Peter Kendall, NFU President, said: “The company carrying out badger controls in Gloucester has informed the NFU that they will be ceasing badger cull operations on November 30. While the operation has continued to remove badgers on a daily basis, the numbers seen have been steadily reducing as the season has progressed. Therefore, as cage trapping has to cease on 30 November, the cull company has concluded that this is a sensible time to bring operations to a close for this year. The NFU is fully supportive of this decision.

“These pilot culls were set up to demonstrate that removing badgers to help reduce TB in cattle could be carried out humanely, safely and effectively. As operations are continuing it is too early to give a figure on the number of badgers culled, though we understand the Secretary of State will be updating parliament next week.

“It is thanks to the professionalism and organisation of the farmers, landowners and contractors on the ground that the operations have been carried out safely and humanely despite intense provocation and intimidation by some anti-cull protesters.

We look forward to the final independent report on the pilot badger culls expected in the new year and the NFU remains committed to supporting wider roll out to help prevent the spread of this terrible disease.

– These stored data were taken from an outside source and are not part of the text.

//! Combinator validators.
//!
//! Nodes built from other validators:
//!
//! - [`Nullable`] / [`NonNullable`]: accept or reject `null` around an inner node
//! - [`Range`]: bound the (possibly adapted) output of an inner node
//! - [`AnyOf`]: first branch that accepts wins
//! - [`AllOf`]: every branch must accept the original value
//! - [`ChainOf`]: feed each node's output into the next
//! - [`Not`]: accept what the inner node rejects

use std::borrow::Cow;
use std::cmp::Ordering;

use serde_json::Value;

use crate::error::{Error, SchemaError};

use super::traits::{must_be, Validator, ValidatorRef};

/// Accepts `null` in addition to whatever the inner validator accepts.
///
/// `null` becomes the default, if one is set. Inside an [`Object`], a missing
/// field whose validator is a `Nullable` with a default is filled in with it
/// when adapting.
///
/// [`Object`]: super::Object
///
/// # Example
///
/// ```rust
/// use std::sync::Arc;
/// use shapecheck::Validator;
/// use shapecheck::validators::{Nullable, Type};
/// use serde_json::json;
///
/// let port = Nullable::with_default(Arc::new(Type::integer()), json!(8080));
///
/// assert_eq!(port.adapt(&json!(null)).unwrap(), json!(8080));
/// assert_eq!(port.adapt(&json!(5)).unwrap(), json!(5));
/// assert!(!port.is_valid(&json!("5")));
/// assert_eq!(port.humanized_name(), "integer or null");
/// ```
#[derive(Clone)]
pub struct Nullable {
    inner: ValidatorRef,
    default: Option<Value>,
}

impl Nullable {
    /// Wraps `inner`; `null` is returned as is.
    pub fn new(inner: ValidatorRef) -> Self {
        Self {
            inner: unwrap_nullability(inner),
            default: None,
        }
    }

    /// Wraps `inner`; `null` is replaced by `default`.
    pub fn with_default(inner: ValidatorRef, default: Value) -> Self {
        Self {
            default: Some(default),
            ..Self::new(inner)
        }
    }
}

impl Validator for Nullable {
    fn validate<'a>(&self, value: &'a Value, adapt: bool) -> Result<Cow<'a, Value>, Error> {
        if !value.is_null() {
            return self.inner.validate(value, adapt);
        }
        Ok(match &self.default {
            Some(default) => Cow::Owned(default.clone()),
            None => Cow::Borrowed(value),
        })
    }

    fn humanized_name(&self) -> String {
        format!("{} or null", self.inner.humanized_name())
    }

    fn default_value(&self) -> Option<Value> {
        self.default.clone()
    }

    fn nullability_inner(&self) -> Option<ValidatorRef> {
        Some(self.inner.clone())
    }
}

/// Rejects `null`, then defers to the inner validator if there is one.
#[derive(Clone, Default)]
pub struct NonNullable {
    inner: Option<ValidatorRef>,
}

impl NonNullable {
    /// Accepts anything but `null`.
    pub fn new() -> Self {
        Self::default()
    }

    /// Accepts what `inner` accepts, except `null`.
    pub fn of(inner: ValidatorRef) -> Self {
        Self {
            inner: Some(unwrap_nullability(inner)),
        }
    }
}

impl Validator for NonNullable {
    fn validate<'a>(&self, value: &'a Value, adapt: bool) -> Result<Cow<'a, Value>, Error> {
        if value.is_null() {
            return Err(must_be(&self.humanized_name(), value));
        }
        match &self.inner {
            Some(inner) => inner.validate(value, adapt),
            None => Ok(Cow::Borrowed(value)),
        }
    }

    fn humanized_name(&self) -> String {
        match &self.inner {
            Some(inner) => inner.humanized_name(),
            None => "non null".to_string(),
        }
    }

    fn nullability_inner(&self) -> Option<ValidatorRef> {
        self.inner.clone()
    }
}

/// `Nullable(Nullable(x))` and friends collapse to a single wrapper around `x`.
fn unwrap_nullability(inner: ValidatorRef) -> ValidatorRef {
    inner.nullability_inner().unwrap_or(inner)
}

/// Bounds the output of an inner validator.
///
/// Bounds are numbers (compared numerically) or strings (compared
/// lexicographically). A value that cannot be compared with a bound is
/// rejected.
///
/// # Example
///
/// ```rust
/// use std::sync::Arc;
/// use shapecheck::{JsonType, Validator};
/// use shapecheck::validators::{AdaptTo, Range};
/// use serde_json::json;
///
/// let percent = Range::new(Arc::new(AdaptTo::new(JsonType::Integer)), Some(json!(0)), Some(json!(100))).unwrap();
///
/// assert_eq!(percent.adapt(&json!("42")).unwrap(), json!(42));
///
/// let err = percent.validate(&json!("142"), true).unwrap_err();
/// assert_eq!(err.first().unwrap().reason, "must not be larger than 100");
/// ```
#[derive(Clone)]
pub struct Range {
    inner: ValidatorRef,
    min: Option<Value>,
    max: Option<Value>,
}

impl Range {
    /// Creates a range; fails if a bound is not a number or string, or if the
    /// bounds are incomparable or inverted.
    pub fn new(
        inner: ValidatorRef,
        min: Option<Value>,
        max: Option<Value>,
    ) -> Result<Self, SchemaError> {
        for bound in min.iter().chain(max.iter()) {
            if !(bound.is_number() || bound.is_string()) {
                return Err(SchemaError::InvalidArgument(format!(
                    "range bound must be a number or string, got {}",
                    bound
                )));
            }
        }
        if let (Some(lo), Some(hi)) = (&min, &max) {
            match compare(lo, hi) {
                Some(Ordering::Greater) => {
                    return Err(SchemaError::InvalidArgument(format!(
                        "range minimum {} is larger than maximum {}",
                        lo, hi
                    )))
                }
                None => {
                    return Err(SchemaError::InvalidArgument(format!(
                        "range bounds {} and {} are not comparable",
                        lo, hi
                    )))
                }
                _ => {}
            }
        }
        Ok(Self { inner, min, max })
    }
}

impl Validator for Range {
    fn validate<'a>(&self, value: &'a Value, adapt: bool) -> Result<Cow<'a, Value>, Error> {
        let checked = self.inner.validate(value, adapt)?;

        if let Some(min) = &self.min {
            match compare(&checked, min) {
                None => return Err(not_comparable(&checked, min)),
                Some(Ordering::Less) => {
                    return Err(Error::invalid(
                        format!("must not be less than {}", min),
                        &checked,
                    ))
                }
                _ => {}
            }
        }
        if let Some(max) = &self.max {
            match compare(&checked, max) {
                None => return Err(not_comparable(&checked, max)),
                Some(Ordering::Greater) => {
                    return Err(Error::invalid(
                        format!("must not be larger than {}", max),
                        &checked,
                    ))
                }
                _ => {}
            }
        }
        Ok(checked)
    }

    fn humanized_name(&self) -> String {
        self.inner.humanized_name()
    }
}

fn not_comparable(value: &Value, bound: &Value) -> Error {
    Error::invalid(format!("must be comparable to {}", bound), value)
}

fn compare(a: &Value, b: &Value) -> Option<Ordering> {
    match (a, b) {
        (Value::Number(x), Value::Number(y)) => match (x.as_i64(), y.as_i64()) {
            (Some(x), Some(y)) => Some(x.cmp(&y)),
            _ => x.as_f64()?.partial_cmp(&y.as_f64()?),
        },
        (Value::String(x), Value::String(y)) => Some(x.cmp(y)),
        _ => None,
    }
}

/// Accepts values accepted by at least one branch; the first accepting
/// branch produces the output.
///
/// When every branch rejects, the reason joins the branch reasons with `or`.
///
/// ```rust
/// use shapecheck::{parse, Schema, Validator};
/// use shapecheck::validators::AnyOf;
/// use serde_json::json;
///
/// let id = AnyOf::new(vec![parse("integer").unwrap(), parse("string").unwrap()]);
///
/// assert!(id.is_valid(&json!(5)));
/// assert!(id.is_valid(&json!("x")));
///
/// let err = id.validate(&json!(5.5), false).unwrap_err();
/// assert_eq!(err.first().unwrap().reason, "must be integer or must be string");
/// ```
#[derive(Clone)]
pub struct AnyOf {
    branches: Vec<ValidatorRef>,
}

impl AnyOf {
    /// Creates the combinator from its branches, tried in order.
    pub fn new(branches: Vec<ValidatorRef>) -> Self {
        Self { branches }
    }
}

impl Validator for AnyOf {
    fn validate<'a>(&self, value: &'a Value, adapt: bool) -> Result<Cow<'a, Value>, Error> {
        let mut reasons = Vec::with_capacity(self.branches.len());
        for branch in &self.branches {
            match branch.validate(value, adapt) {
                Ok(accepted) => return Ok(accepted),
                Err(Error::Invalid(errors)) => reasons.push(errors.first().reason.clone()),
                Err(fatal) => return Err(fatal),
            }
        }
        Err(Error::invalid(reasons.join(" or "), value))
    }

    fn humanized_name(&self) -> String {
        let names: Vec<_> = self.branches.iter().map(|b| b.humanized_name()).collect();
        names.join(" or ")
    }
}

/// Accepts values accepted by every branch.
///
/// Each branch sees the original value; the output is the last branch's.
#[derive(Clone)]
pub struct AllOf {
    branches: Vec<ValidatorRef>,
}

impl AllOf {
    /// Creates the combinator from its branches, checked in order.
    pub fn new(branches: Vec<ValidatorRef>) -> Self {
        Self { branches }
    }
}

impl Validator for AllOf {
    fn validate<'a>(&self, value: &'a Value, adapt: bool) -> Result<Cow<'a, Value>, Error> {
        let mut last = Cow::Borrowed(value);
        for branch in &self.branches {
            last = branch.validate(value, adapt)?;
        }
        Ok(last)
    }

    fn humanized_name(&self) -> String {
        let names: Vec<_> = self.branches.iter().map(|b| b.humanized_name()).collect();
        names.join(" and ")
    }
}

/// Passes a value through a pipeline; each stage gets the previous output.
///
/// ```rust
/// use std::sync::Arc;
/// use shapecheck::{JsonType, Validator, ValidatorRef};
/// use shapecheck::validators::{AdaptTo, ChainOf, Condition};
/// use serde_json::json;
///
/// let positive_int = ChainOf::new(vec![
///     Arc::new(AdaptTo::new(JsonType::Integer)) as ValidatorRef,
///     Arc::new(Condition::new("positive", |v| v.as_i64().is_some_and(|n| n > 0))),
/// ]);
///
/// assert_eq!(positive_int.adapt(&json!("7")).unwrap(), json!(7));
/// assert!(!positive_int.is_valid(&json!("-7")));
/// ```
#[derive(Clone)]
pub struct ChainOf {
    stages: Vec<ValidatorRef>,
}

impl ChainOf {
    /// Creates the pipeline from its stages, applied in order.
    pub fn new(stages: Vec<ValidatorRef>) -> Self {
        Self { stages }
    }
}

impl Validator for ChainOf {
    fn validate<'a>(&self, value: &'a Value, adapt: bool) -> Result<Cow<'a, Value>, Error> {
        let mut current = Cow::Borrowed(value);
        for stage in &self.stages {
            current = match current {
                Cow::Borrowed(v) => stage.validate(v, adapt)?,
                Cow::Owned(v) => Cow::Owned(stage.validate(&v, adapt)?.into_owned()),
            };
        }
        Ok(current)
    }

    fn humanized_name(&self) -> String {
        self.stages
            .last()
            .map(|s| s.humanized_name())
            .unwrap_or_else(|| "anything".to_string())
    }
}

/// Accepts exactly the values the inner validator rejects.
///
/// The value is returned unchanged. Fatal failures of the inner validator
/// are not turned into acceptance.
#[derive(Clone)]
pub struct Not {
    inner: ValidatorRef,
}

impl Not {
    /// Negates `inner`.
    pub fn new(inner: ValidatorRef) -> Self {
        Self { inner }
    }
}

impl Validator for Not {
    fn validate<'a>(&self, value: &'a Value, _adapt: bool) -> Result<Cow<'a, Value>, Error> {
        match self.inner.validate(value, false) {
            Ok(_) => Err(Error::invalid(
                format!("should not be {}", self.inner.humanized_name()),
                value,
            )),
            Err(Error::Invalid(_)) => Ok(Cow::Borrowed(value)),
            Err(fatal) => Err(fatal),
        }
    }

    fn humanized_name(&self) -> String {
        format!("not {}", self.inner.humanized_name())
    }
}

“TB saw the slaughter of 38,000 cattle in 2012; reducing this disease in our beef and dairy herds remains an absolute priority.”

Dominic Dyer, Policy Advisor for Care for the Wild, said that a mass protest against the cull taking place in Bristol tomorrow could now turn into a celebration.

“We must take a moment to celebrate the utter failure of a badly planned, poorly executed, inhumane cull. There would be some joy in saying ‘we told you so’ to the government, but hundreds of badgers have already been killed for absolutely no discernible reason.

“The sad thing though is that this government will now try and justify rolling out the cull to other parts of the country next year. They will say that lessons have been learned, they will say that there is no other way to beat TB.

“But if they had cared to pay attention, they’d know that we’d already learned lessons about culling – that it doesn’t work. And we know that there is another way – a revised and improved cattle management system, in conjunction with volunteer-led badger vaccination.”

Mark Jones from the Humane Society International, said: "The disastrous badger cull, which has been underway in my home county of Gloucestershire for eleven weeks, will end tomorrow. Natural England will revoke the licence to kill badgers with effect from this Saturday, 30 November, bringing the cull to an end three weeks earlier than planned.

"I am much relieved that at long last some common sense is being applied and the government's badger cull fiasco will finally be over, for the time being at least.

"In the face of what has been the dismal failure of this policy, Natural England should be commended for making the sensible decision to revoke the cull licence. They should have acted sooner and it is deeply regrettable that hundreds of badgers in Gloucestershire and Somerset have already paid for this ill-conceived policy with their lives.

"I hope that the Department for Environment, Food and Rural Affairs will now do the decent thing and admit that killing badgers to control TB in cattle is a ludicrous and inhumane idea. As the killing stops, I urge it to abandon its plans to roll out this calamitous cull elsewhere in the country."